I am not a deep student of Schumpeter either. I am a very informal
self trained student of economics in general, but probably not a very
good one. I literally can't open an economics textbook without
experiencing symptoms of clinical depression. My only exposure to
Schumpeter (so far) has been his essay collection "Ten Great
Economists," (see
geocities.com/n8chz/Pubwa...omists.html) in
which he toasts and roasts his elder contemporary colleagues (most are
essentially obituaries written for economics journals on the occasion
of the passing of notable economists). The pattern of a markedly more
favorable view toward those economists of the "Austrian" school is
unmistakable, so I figured that if there is such a thing as a free
market fundamentalist, Schumpeter was one. I understand that
Schumpeter's theory of evolution is elaborated in his book titled
"Socialism, Capitalism and Democracy" (not necessarily in that order).
Unfortunately, my local public library doesn't seem to have a copy
(shocking, really, for so "seminal" a work) so I haven't read it.
I don't regard evolution (in general) as necessarily a good thing.

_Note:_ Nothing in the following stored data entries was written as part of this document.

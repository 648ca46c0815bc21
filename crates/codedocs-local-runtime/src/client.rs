//! HTTP client for the local runtime's catalog and health endpoints.

use std::time::Duration;

use serde::Deserialize;

use crate::config::{RuntimeConfig, DEFAULT_RUNTIME_PORT};
use crate::error::{Result, RuntimeError};

/// Client for communicating with the runtime over HTTP.
#[derive(Debug, Clone)]
pub struct OllamaClient {
    client: reqwest::Client,
    base_url: String,
}

/// Response from the tags API (list models).
#[derive(Debug, Deserialize)]
struct TagsResponse {
    #[serde(default)]
    models: Vec<TagEntry>,
}

#[derive(Debug, Deserialize)]
struct TagEntry {
    name: String,
}

impl OllamaClient {
    /// Create a new client with default URL (127.0.0.1:11434).
    pub fn new() -> Self {
        Self::with_port(DEFAULT_RUNTIME_PORT)
    }

    /// Create a new client with a custom URL.
    pub fn with_url(base_url: impl Into<String>) -> Self {
        let base_url: String = base_url.into();
        Self {
            client: reqwest::Client::new(),
            base_url: base_url.trim_end_matches('/').to_string(),
        }
    }

    /// Create a new client with a custom port on localhost.
    pub fn with_port(port: u16) -> Self {
        Self::with_url(format!("http://{}", RuntimeConfig::runtime_host(port)))
    }

    /// Get the base URL.
    pub fn base_url(&self) -> &str {
        &self.base_url
    }

    /// Check if the runtime answers HTTP requests.
    pub async fn check_health(&self) -> Result<()> {
        let response = self
            .client
            .get(&self.base_url)
            .timeout(Duration::from_secs(5))
            .send()
            .await?;

        if response.status().is_success() {
            Ok(())
        } else {
            Err(RuntimeError::Api(format!(
                "health check returned {}",
                response.status()
            )))
        }
    }

    /// Names of every model in the runtime's catalog.
    pub async fn list_models(&self) -> Result<Vec<String>> {
        let url = format!("{}/api/tags", self.base_url);

        let response = self
            .client
            .get(&url)
            .timeout(Duration::from_secs(10))
            .send()
            .await?;

        if !response.status().is_success() {
            let status = response.status();
            let text = response.text().await.unwrap_or_default();
            return Err(RuntimeError::Api(format!("{}: {}", status, text)));
        }

        let tags: TagsResponse = response.json().await?;
        Ok(tags.models.into_iter().map(|m| m.name).collect())
    }
}

impl Default for OllamaClient {
    fn default() -> Self {
        Self::new()
    }
}

#[cfg(test)]
mod tests {
    use super::*;

    #[test]
    fn test_default_url() {
        let client = OllamaClient::new();
        assert_eq!(client.base_url(), "http://127.0.0.1:11434");
    }

    #[test]
    fn test_custom_url() {
        let client = OllamaClient::with_url("http://192.168.1.100:8080/");
        assert_eq!(client.base_url(), "http://192.168.1.100:8080");
    }

    #[tokio::test]
    async fn test_list_models() {
        let mut server = mockito::Server::new_async().await;
        let mock = server
            .mock("GET", "/api/tags")
            .with_status(200)
            .with_header("content-type", "application/json")
            .with_body(r#"{"models":[{"name":"llama3:8b","size":4661224676},{"name":"nomic-embed-text:latest"}]}"#)
            .create_async()
            .await;

        let client = OllamaClient::with_url(server.url());
        let models = client.list_models().await.unwrap();
        assert_eq!(models, vec!["llama3:8b", "nomic-embed-text:latest"]);
        mock.assert_async().await;
    }

    #[tokio::test]
    async fn test_list_models_error_status() {
        let mut server = mockito::Server::new_async().await;
        let _mock = server
            .mock("GET", "/api/tags")
            .with_status(500)
            .with_body("boom")
            .create_async()
            .await;

        let client = OllamaClient::with_url(server.url());
        let err = client.list_models().await.unwrap_err();
        assert!(matches!(err, RuntimeError::Api(ref msg) if msg.contains("boom")));
    }

    #[tokio::test]
    async fn test_check_health() {
        let mut server = mockito::Server::new_async().await;
        let _mock = server
            .mock("GET", "/")
            .with_status(200)
            .with_body("Ollama is running")
            .create_async()
            .await;

        OllamaClient::with_url(server.url()).check_health().await.unwrap();
    }
}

Being of basically secular temperament, I don't question its
factuality, at least in the biological context, but I don't see
"social darwinism" as in my interest, so I'm "against" it. Certain
technologies, such as architecture and medicine, have essentially
thrown a sort of monkey wrench in natural selection as it applies to
human beings. I see this as a good thing. The next step, as I see
it, is finding a technological means of monkeywrenching the
dominance/submission mechanism in the humyn organism. I'm agnostic on
the question of whether animals (of other species) possess significant
"self-awareness," but I'm rooting for the negative. This is partly
because in the "state of nature" the individual is expendable, but
mostly because the majority of individual animals live their entire
lives on a more dominant animal's terms, with no "recourse," and I
hope to God it is literally an unconscious process.
As for h. sapiens, our level of awareness includes "political"

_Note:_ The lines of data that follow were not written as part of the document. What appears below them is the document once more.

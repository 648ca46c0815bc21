//! Supervisor for the local inference runtime used by Codedocs.
//!
//! This crate owns the Ollama process the application runs against: it
//! negotiates free ports, starts and stops the runtime with bounded waits,
//! reports which models are installed and installs missing ones as a
//! cancellable stream of progress events.

mod client;
pub mod config;
mod control;
mod error;
pub mod events;
mod install;
pub mod inventory;
pub mod paths;
pub mod port;
mod supervisor;
pub mod text;

pub use client::OllamaClient;
pub use config::{RuntimeConfig, RuntimeConfigBuilder};
pub use control::LocalRuntime;
pub use error::{ErrorKind, Result, RuntimeError};
pub use events::{InstallSummary, ProgressEvent};
pub use install::{InstallPipeline, InstallStatus, InstallStream, JobGate, ModelRecord};
pub use inventory::{Inventory, ModelCatalog, OllamaCatalog, PullOutcome};
pub use port::{PortLease, PortNegotiator, PortProbe, TcpBindProbe};
pub use supervisor::{
    probe_port, OutputBuffer, RuntimeHandle, RuntimeState, RuntimeStatus, RuntimeSupervisor,
};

concepts, so we know when we are backed into a corner, and we know
when we are being used. This state of despair is mitigated only by
the awareness that we are also a "toolmaking" species. If we can
(definitively) solve the problem of smallpox, then perhaps we can
definitively solve the problem of scarcity (which is to say, abolish
economics) or even the problem of hierarchy. At any rate, I see the
apparent advent of "post evolution humanity" as cause for celebration.
As for finding a force more powerful than capitalism, I don't know if
there is one. First of all, power is corrupt, so fighting power with
power is somewhat pointless. Perhaps your martial arts approach can
address this. Is it true that in aikido the weak can sometimes
prevail over the strong? Perhaps "prevail over" is the wrong idea. I
don't know much about it but I have read of a "Lilliput Strategy" (see
www.alternet.org/story/10220/) that some people in the
so-called anti-globalization movement are working on. At any rate,
I'm a "religious" enough agnostic to "insist on believing" that the
humyn race is intelligent (clever) enough to invent something better
than capitalism. Just because state capitalism (i.e. so-called
Communism) has fallen flat on its face doesn't mean we should give up.

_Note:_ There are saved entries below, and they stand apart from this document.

//! Ports command - show which ports would be used.

use codedocs_local_runtime::{LocalRuntime, PortLease, PortNegotiator, RuntimeConfig};

use super::report;

pub(crate) fn run(config: &RuntimeConfig) -> miette::Result<()> {
    let runtime_lease = PortNegotiator::new()
        .reserve(config.runtime_port, config.port_scan_attempts)
        .map_err(|e| report("Failed to reserve runtime port", e))?;

    let server_lease = LocalRuntime::new(config.clone())
        .server_lease()
        .map_err(|e| report("Failed to reserve server port", e))?;

    print_lease("Runtime", runtime_lease);
    print_lease("Server", server_lease);
    Ok(())
}

fn print_lease(role: &str, lease: PortLease) {
    if lease.diverged() {
        println!("{:<8} {} (preferred {} in use)", role, lease.bound, lease.requested);
    } else {
        println!("{:<8} {}", role, lease.bound);
    }
}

We just have to devise yet another attempt at an "end run" around the
law of science that says humyns are inherently selfish, or
competitive, or whatever. :)
As for the notion of "adolescent capitalism..." I would be interested
to know what are the distinguishing features of adolescent capitalism,
and what are the key differences between it and "mature capitalism."
Also, how far does this "life cycle" analogy extend? Is there such a
thing as "death of capitalism?" Life cycle development is not
evolution (although it is a product of evolution.) It is species, not
individuals that evolve. Is it the evolution/development of
capitalism or capitalisms that is referred to here? I hope you have
the luxury of reading the following:
www.indymedia.org.uk/en/2004...588.html
It refers to Anglo-Saxon capitalism (like Austrian economics, a
favorite of Schumpeter) and so-called "Rhine capitalism." Which form,
if either, do you consider more "mature," in terms of aikido activism?